Burkina Faso: le bras de fer se durcit avec l'ex-RSP

L'armée burkinabè patrouille aux abords du camp de base du RSP, le 29 septembre 2015.
© AFP PHOTO / SIA KAMBOU

La situation est très tendue ce mardi soir à Ouagadougou, plus particulièrement autour du camp où sont retranchés les soldats de l'ex-Régiment de sécurité présidentielle hostiles au désarmement. L'ex-chef des putschistes, le général Diendéré, a demandé à ses hommes dans un message à la radio de «déposer les armes pour éviter un bain de sang». L'état-major général des armées donne encore une «dernière chance» aux «irréductibles» pour se rendre. Les populations du quartier de Ouaga 2000 où est situé le palais présidentiel et le camp du RSP sont invitées à rester chez elles.

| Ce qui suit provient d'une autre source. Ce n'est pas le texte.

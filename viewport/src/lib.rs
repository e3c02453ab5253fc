//! Keeps a map viewport inside a fixed geographic box.
//!
//! [`clamp`] is the whole algorithm; [`ViewportController`] is the small piece
//! of state a map view keeps around it.

mod clamp;
mod controller;
mod region;

pub use clamp::clamp;
pub use controller::ViewportController;
pub use region::{
    Coordinates, GeoRegion, LockedBounds, ASPECT_RATIO, LOCKED_REGION, MAX_LATITUDE_DELTA,
    MIN_LATITUDE_DELTA,
};
use viewport::Coordinates;

use super::sim_error::SimError;

const EARTH_RADIUS_METERS: f64 = 6_371_000.0;

/// A point the bus drives through. Stops carry the feed's stop id.
#[derive(Debug, Clone, PartialEq)]
pub struct Waypoint {
    pub position: Coordinates,
    pub stop_id: Option<String>,
}

impl Waypoint {
    fn street(latitude: f64, longitude: f64) -> Self {
        Self {
            position: Coordinates::new(latitude, longitude),
            stop_id: None,
        }
    }

    fn stop(id: &str, latitude: f64, longitude: f64) -> Self {
        Self {
            position: Coordinates::new(latitude, longitude),
            stop_id: Some(id.to_string()),
        }
    }
}

/// A closed loop: after the last waypoint the bus drives back to the first.
#[derive(Debug, Clone)]
pub struct Route {
    waypoints: Vec<Waypoint>,
    // Distance from the first waypoint to each waypoint, in meters.
    offsets: Vec<f64>,
    length: f64,
}

impl Route {
    pub fn new(waypoints: Vec<Waypoint>) -> Result<Self, SimError> {
        if waypoints.len() < 2 {
            return Err(SimError::InvalidRoute(
                "a loop needs at least two waypoints".to_string(),
            ));
        }

        let mut offsets = Vec::with_capacity(waypoints.len());
        let mut length = 0.0;
        for (i, waypoint) in waypoints.iter().enumerate() {
            offsets.push(length);
            let next = &waypoints[(i + 1) % waypoints.len()];
            length += distance_meters(waypoint.position, next.position);
        }

        if length <= 0.0 {
            return Err(SimError::InvalidRoute("loop has no length".to_string()));
        }

        Ok(Self {
            waypoints,
            offsets,
            length,
        })
    }

    /// Loop between the two campus stops.
    pub fn campus_loop() -> Result<Self, SimError> {
        Self::new(vec![
            Waypoint::stop("stop1", 43.2629, -79.9180),
            Waypoint::street(43.2612, -79.9215),
            Waypoint::street(43.2640, -79.9262),
            Waypoint::stop("stop2", 43.2654, -79.9300),
            Waypoint::street(43.2668, -79.9240),
            Waypoint::street(43.2650, -79.9195),
        ])
    }

    pub fn length(&self) -> f64 {
        self.length
    }

    pub fn stop_ids(&self) -> impl Iterator<Item = &str> {
        self.waypoints
            .iter()
            .filter_map(|waypoint| waypoint.stop_id.as_deref())
    }

    /// Where the bus is after driving `distance` meters from the first
    /// waypoint.
    pub fn position_at(&self, distance: f64) -> Coordinates {
        let distance = distance.rem_euclid(self.length);
        let segment = self
            .offsets
            .iter()
            .rposition(|offset| *offset <= distance)
            .unwrap_or(0);

        let from = &self.waypoints[segment];
        let to = &self.waypoints[(segment + 1) % self.waypoints.len()];
        let segment_length = distance_meters(from.position, to.position);
        if segment_length <= 0.0 {
            return from.position;
        }

        let t = (distance - self.offsets[segment]) / segment_length;
        Coordinates::new(
            from.position.latitude + (to.position.latitude - from.position.latitude) * t,
            from.position.longitude + (to.position.longitude - from.position.longitude) * t,
        )
    }

    /// Meters left to drive from `distance` until the bus reaches `stop_id`.
    pub fn distance_to_stop(&self, distance: f64, stop_id: &str) -> Option<f64> {
        let index = self
            .waypoints
            .iter()
            .position(|waypoint| waypoint.stop_id.as_deref() == Some(stop_id))?;

        Some((self.offsets[index] - distance).rem_euclid(self.length))
    }
}

/// Great-circle distance between two points.
pub fn distance_meters(a: Coordinates, b: Coordinates) -> f64 {
    let lat_a = a.latitude.to_radians();
    let lat_b = b.latitude.to_radians();
    let d_lat = lat_b - lat_a;
    let d_lon = (b.longitude - a.longitude).to_radians();

    let h = (d_lat / 2.0).sin().powi(2) + lat_a.cos() * lat_b.cos() * (d_lon / 2.0).sin().powi(2);
    2.0 * EARTH_RADIUS_METERS * h.sqrt().asin()
}
//! The cluster connection settings mounted into the driver pods.
use crate::scale::rest::{RestConnector, RestCredentials, TlsOptions};
use serde::{Deserialize, Serialize};
use snafu::{ResultExt, Snafu};
use std::{
    collections::HashSet,
    path::{Path, PathBuf},
};

/// Default name of the fileset holding the volume symlinks.
pub const DEFAULT_PRIMARY_FILESET: &str = "spectrum-scale-csi-volume-store";
const DEFAULT_GUI_PORT: u16 = 443;
const USERNAME_FILE: &str = "username";
const PASSWORD_FILE: &str = "password";

/// Cluster configuration errors.
#[derive(Debug, Snafu)]
#[snafu(visibility(pub(crate)), context(suffix(false)))]
pub enum ConfigError {
    #[snafu(display("Failed to read '{}': {}", path.display(), source))]
    ReadFile {
        path: PathBuf,
        source: std::io::Error,
    },
    #[snafu(display("Failed to parse '{}': {}", path.display(), source))]
    ParseFile {
        path: PathBuf,
        source: serde_json::Error,
    },
    #[snafu(display("No cluster is configured"))]
    NoClusters {},
    #[snafu(display("Exactly one cluster must have a primary section, found {}", count))]
    PrimaryCount { count: usize },
    #[snafu(display("Cluster '{}' is configured more than once", id))]
    DuplicateCluster { id: String },
    #[snafu(display("Cluster '{}' is missing '{}'", id, field))]
    MissingField { id: String, field: &'static str },
    #[snafu(display("Cluster '{}' has an invalid REST endpoint '{}': {}", id, host, source))]
    InvalidEndpoint {
        id: String,
        host: String,
        source: url::ParseError,
    },
    #[snafu(display("Credential file '{}' is empty", path.display()))]
    EmptyCredential { path: PathBuf },
}

impl From<ConfigError> for tonic::Status {
    fn from(error: ConfigError) -> Self {
        tonic::Status::failed_precondition(error.to_string())
    }
}

/// The whole configuration file.
#[derive(Debug, Clone, Default, PartialEq, Eq, Serialize, Deserialize)]
#[serde(rename_all = "camelCase")]
pub struct ScaleSettings {
    pub clusters: Vec<ClusterConfig>,
}

/// Connection settings of one cluster.
#[derive(Debug, Clone, Default, PartialEq, Eq, Serialize, Deserialize)]
#[serde(rename_all = "camelCase")]
pub struct ClusterConfig {
    pub id: String,
    #[serde(default, skip_serializing_if = "Option::is_none")]
    pub primary: Option<PrimaryConfig>,
    #[serde(default)]
    pub secure_ssl_mode: bool,
    /// CA certificate file name, under the CA certificate directory.
    #[serde(default)]
    pub cacert: String,
    /// Directory name, under the secrets directory, holding the REST credentials.
    #[serde(default)]
    pub secrets: String,
    #[serde(default)]
    pub rest_api: Vec<RestApiConfig>,
}

/// The primary cluster hosts the symlinks of every volume.
#[derive(Debug, Clone, Default, PartialEq, Eq, Serialize, Deserialize)]
#[serde(rename_all = "camelCase")]
pub struct PrimaryConfig {
    pub primary_fs: String,
    #[serde(default)]
    pub primary_fset: String,
    #[serde(default)]
    pub inode_limit: String,
    /// Id of the cluster owning the primary filesystem, when it is remotely mounted.
    #[serde(default)]
    pub remote_cluster: String,
}

impl PrimaryConfig {
    /// The primary fileset name.
    pub fn fileset(&self) -> &str {
        match self.primary_fset.is_empty() {
            true => DEFAULT_PRIMARY_FILESET,
            false => &self.primary_fset,
        }
    }
    /// The owning cluster, when the primary filesystem is remotely mounted.
    pub fn remote_cluster(&self) -> Option<&str> {
        Some(self.remote_cluster.as_str()).filter(|id| !id.is_empty())
    }
}

/// A GUI server.
#[derive(Debug, Clone, PartialEq, Eq, Serialize, Deserialize)]
#[serde(rename_all = "camelCase")]
pub struct RestApiConfig {
    pub gui_host: String,
    #[serde(default = "default_gui_port")]
    pub gui_port: u16,
}

fn default_gui_port() -> u16 {
    DEFAULT_GUI_PORT
}

impl ScaleSettings {
    /// Load and validate the configuration file.
    pub fn load(path: impl AsRef<Path>) -> Result<Self, ConfigError> {
        let path = path.as_ref();
        let contents = std::fs::read(path).context(ReadFile { path })?;
        let settings: Self = serde_json::from_slice(&contents).context(ParseFile { path })?;
        settings.validate()?;
        Ok(settings)
    }

    /// Check the clusters are usable.
    pub fn validate(&self) -> Result<(), ConfigError> {
        if self.clusters.is_empty() {
            return NoClusters {}.fail();
        }
        let primaries = self.clusters.iter().filter(|c| c.primary.is_some()).count();
        if primaries != 1 {
            return PrimaryCount { count: primaries }.fail();
        }
        let mut ids = HashSet::new();
        for cluster in &self.clusters {
            let id = cluster.id.as_str();
            if id.is_empty() {
                return MissingField { id, field: "id" }.fail();
            }
            if !ids.insert(id) {
                return DuplicateCluster { id }.fail();
            }
            if cluster.secrets.is_empty() {
                return MissingField { id, field: "secrets" }.fail();
            }
            if cluster.rest_api.is_empty() {
                return MissingField { id, field: "restApi" }.fail();
            }
            if cluster.secure_ssl_mode && cluster.cacert.is_empty() {
                return MissingField { id, field: "cacert" }.fail();
            }
            if let Some(primary) = &cluster.primary {
                if primary.primary_fs.is_empty() {
                    return MissingField {
                        id,
                        field: "primary.primaryFs",
                    }
                    .fail();
                }
            }
            cluster.endpoints()?;
        }
        Ok(())
    }

    /// The primary cluster and its primary settings.
    pub fn primary(&self) -> Option<(&ClusterConfig, &PrimaryConfig)> {
        self.clusters
            .iter()
            .find_map(|cluster| cluster.primary.as_ref().map(|primary| (cluster, primary)))
    }
}

impl ClusterConfig {
    /// The base urls of the GUI servers.
    pub fn endpoints(&self) -> Result<Vec<url::Url>, ConfigError> {
        self.rest_api
            .iter()
            .map(|api| {
                RestConnector::endpoint_url(&api.gui_host, api.gui_port).context(InvalidEndpoint {
                    id: &self.id,
                    host: &api.gui_host,
                })
            })
            .collect()
    }

    /// Read the REST credentials from `<secrets_dir>/<secrets>/{username,password}`.
    pub fn credentials(
        &self,
        secrets_dir: impl AsRef<Path>,
    ) -> Result<RestCredentials, ConfigError> {
        let dir = secrets_dir.as_ref().join(&self.secrets);
        Ok(RestCredentials {
            username: read_credential(&dir.join(USERNAME_FILE))?,
            password: read_credential(&dir.join(PASSWORD_FILE))?,
        })
    }

    /// The certificate verification settings, reading `<cacert_dir>/<cacert>` when secure.
    pub fn tls(&self, cacert_dir: impl AsRef<Path>) -> Result<TlsOptions, ConfigError> {
        let ca_pem = match self.secure_ssl_mode && !self.cacert.is_empty() {
            true => {
                let path = cacert_dir.as_ref().join(&self.cacert);
                Some(std::fs::read(&path).context(ReadFile { path })?)
            }
            false => None,
        };
        Ok(TlsOptions {
            secure: self.secure_ssl_mode,
            ca_pem,
        })
    }
}

fn read_credential(path: &Path) -> Result<String, ConfigError> {
    let value = std::fs::read_to_string(path).context(ReadFile { path })?;
    let value = value.trim();
    if value.is_empty() {
        return EmptyCredential { path }.fail();
    }
    Ok(value.to_string())
}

Plusieurs tirs à l’arme lourde ont été entendus en fin d’après midi à Ouagadougou. Ces tirs provenant du périmètre du camp Naba Koom 2 indiquent que les affrontements tant redoutés entre les forces loyalistes et les soldats de l’ex-Régiment de sécurité présidentielle ont commencé.

Selon toute vraisemblance, les forces armées nationales du Burkina veulent désarmer par la force les soldats de l'ex-RSP - officiellement dissout -, retranchés dans leur camp. Seuls 300 des 1 300 soldats que compte ce régiment se sont rendus aux forces loyalistes.

L'état-major général des armées donne encore une « dernière chance » aux « irréductibles » pour se rendre. Les populations du quartier de Ouaga 2000 où est situé le palais présidentiel et le camp du RSP sont invitées à rester chez elles.

Les soldats loyalistes ont pris d'assaut le quartier de Ouaga 2000 où est situé le camp du RSP. Dans un communiqué, le chef d'état-major général des armées a demandé aux populations d'éviter tout mouvement dans ce quartier et ses environs. L'état-major invite également les habitants du quartier à rester chez eux pour des raisons de sécurité.

Toujours selon le service de communication de l'état-major, tous les postes de garde, jadis occupés par l'ex-RSP, sont sous contrôle des forces loyalistes. Les troupes sont stationnées autour du camp Naba Koom 2, prêtes à lancer l'assaut. Mais « l'état-major donne encore une dernière chance aux éléments de l'ex-RSP de se rendre », précise notre interlocuteur.

Selon l'état-major général des armées, certains soldats souhaitant se rendre sont pris en otage par des « irréductibles ».

Dans un communiqué, le gouvernement de la transition affirme qu'il a pris toutes les dispositions pour garantir la sécurité des populations et la reddition de la poignée d'irréductibles retranchés au camp Naaba Koom.